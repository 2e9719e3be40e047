use super::types::{Mask, SegmentationBackend};
use crate::config::{DenseClassifierConfig, WeightsConfig};
use crate::error::{PipelineError, Result};
use image::{GrayImage, RgbImage};
use std::fs;
use std::io::{self, Write};
use std::path::{Path, PathBuf};
use std::time::Duration;

/// Weight file extensions ONNX Runtime can load
const LOADABLE_EXTENSIONS: &[&str] = &["onnx", "ort"];

/// Model emitting a per-pixel category id map (0 = background)
pub trait CategoryModel {
    /// Category map at the frame's resolution
    fn categorize(&mut self, frame: &RgbImage) -> Result<GrayImage>;
}

/// Downloads a remote model asset to a local file
pub trait AssetFetcher {
    fn fetch(&self, url: &str, destination: &Path) -> Result<()>;
}

/// Blocking HTTP(S) GET
pub struct HttpFetcher {
    timeout: Duration,
}

impl Default for HttpFetcher {
    fn default() -> Self {
        Self {
            timeout: Duration::from_secs(120),
        }
    }
}

impl AssetFetcher for HttpFetcher {
    fn fetch(&self, url: &str, destination: &Path) -> Result<()> {
        let fail = |reason: String| PipelineError::model_load(destination, reason);

        let client = reqwest::blocking::Client::builder()
            .timeout(self.timeout)
            .connect_timeout(Duration::from_secs(10))
            .build()
            .map_err(|e| fail(format!("failed to build HTTP client: {e}")))?;

        let response = client
            .get(url)
            .send()
            .map_err(|e| fail(format!("failed to fetch {url}: {e}")))?;

        if !response.status().is_success() {
            return Err(fail(format!(
                "HTTP error {} fetching {url}",
                response.status()
            )));
        }

        let bytes = response
            .bytes()
            .map_err(|e| fail(format!("failed to read body of {url}: {e}")))?;

        write_atomically(destination, &bytes)
            .map_err(|e| fail(format!("failed to write asset: {e}")))?;

        tracing::info!(
            "Fetched {} bytes from {} into {}",
            bytes.len(),
            url,
            destination.display()
        );
        Ok(())
    }
}

/// Stage `bytes` in a temporary file beside `destination`, then rename it
/// into place. An interrupted write never leaves a partial file at
/// `destination`.
pub(crate) fn write_atomically(destination: &Path, bytes: &[u8]) -> io::Result<()> {
    let dir = destination
        .parent()
        .filter(|parent| !parent.as_os_str().is_empty())
        .unwrap_or_else(|| Path::new("."));

    let mut staged = tempfile::NamedTempFile::new_in(dir)?;
    staged.write_all(bytes)?;
    staged.as_file().sync_all()?;
    staged.persist(destination).map_err(|e| e.error)?;
    Ok(())
}

/// Reject weights ONNX Runtime cannot open (e.g. a `.tflite` asset)
fn require_loadable(path: &Path) -> Result<()> {
    let loadable = path
        .extension()
        .and_then(|ext| ext.to_str())
        .is_some_and(|ext| LOADABLE_EXTENSIONS.iter().any(|l| ext.eq_ignore_ascii_case(l)));

    if loadable {
        Ok(())
    } else {
        Err(PipelineError::model_load(
            path,
            "not an ONNX model; point --model-url or --model at an ONNX export",
        ))
    }
}

/// Resolve the dense classifier's weights to a local file, fetching the
/// remote asset if needed.
///
/// - a configured path that exists is used as-is
/// - a configured path that is missing and is not the download location fails
/// - otherwise the asset is fetched once into `<weights dir>/<remote file name>`
///
/// Weights that are not ONNX are rejected before anything is fetched or
/// reused.
pub fn ensure_model(
    config: &DenseClassifierConfig,
    weights: &WeightsConfig,
    fetcher: &dyn AssetFetcher,
) -> Result<PathBuf> {
    let download_path = config.download_path(weights);

    if let Some(path) = &config.model_path {
        if path.is_file() {
            require_loadable(path)?;
            return Ok(path.clone());
        }
        if *path != download_path {
            return Err(PipelineError::model_load(path, "weights file not found"));
        }
    }

    require_loadable(&download_path)?;

    if download_path.is_file() {
        tracing::debug!("Reusing downloaded asset {}", download_path.display());
        return Ok(download_path);
    }

    fs::create_dir_all(&weights.dir).map_err(|e| {
        PipelineError::model_load(&weights.dir, format!("failed to create weights directory: {e}"))
    })?;

    tracing::info!(
        "No local dense classifier weights, fetching {}",
        config.model_url
    );
    fetcher.fetch(&config.model_url, &download_path)?;

    Ok(download_path)
}

/// Dense-classifier strategy: the model's category map is the mask
pub struct DenseClassifierBackend<M> {
    model: M,
}

impl<M: CategoryModel> DenseClassifierBackend<M> {
    pub fn new(model: M) -> Self {
        Self { model }
    }
}

impl<M: CategoryModel> SegmentationBackend for DenseClassifierBackend<M> {
    fn segment(&mut self, frame: &RgbImage) -> Result<Mask> {
        let _span = tracing::debug_span!("dense_segment").entered();

        let categories = self.model.categorize(frame)?;
        let frame_size = frame.dimensions();
        if categories.dimensions() != frame_size {
            return Err(PipelineError::inference(format!(
                "category map is {:?} but frame is {:?}",
                categories.dimensions(),
                frame_size
            )));
        }

        Ok(Mask::categorical(categories))
    }

    fn name(&self) -> &'static str {
        "dense-classifier"
    }
}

::::::::

## Work item
Go through the listing above and find each line containing the string "PathBuf"; copy those lines.

## Exercise answer
use std::path::{Path, PathBuf};
) -> Result<PathBuf> {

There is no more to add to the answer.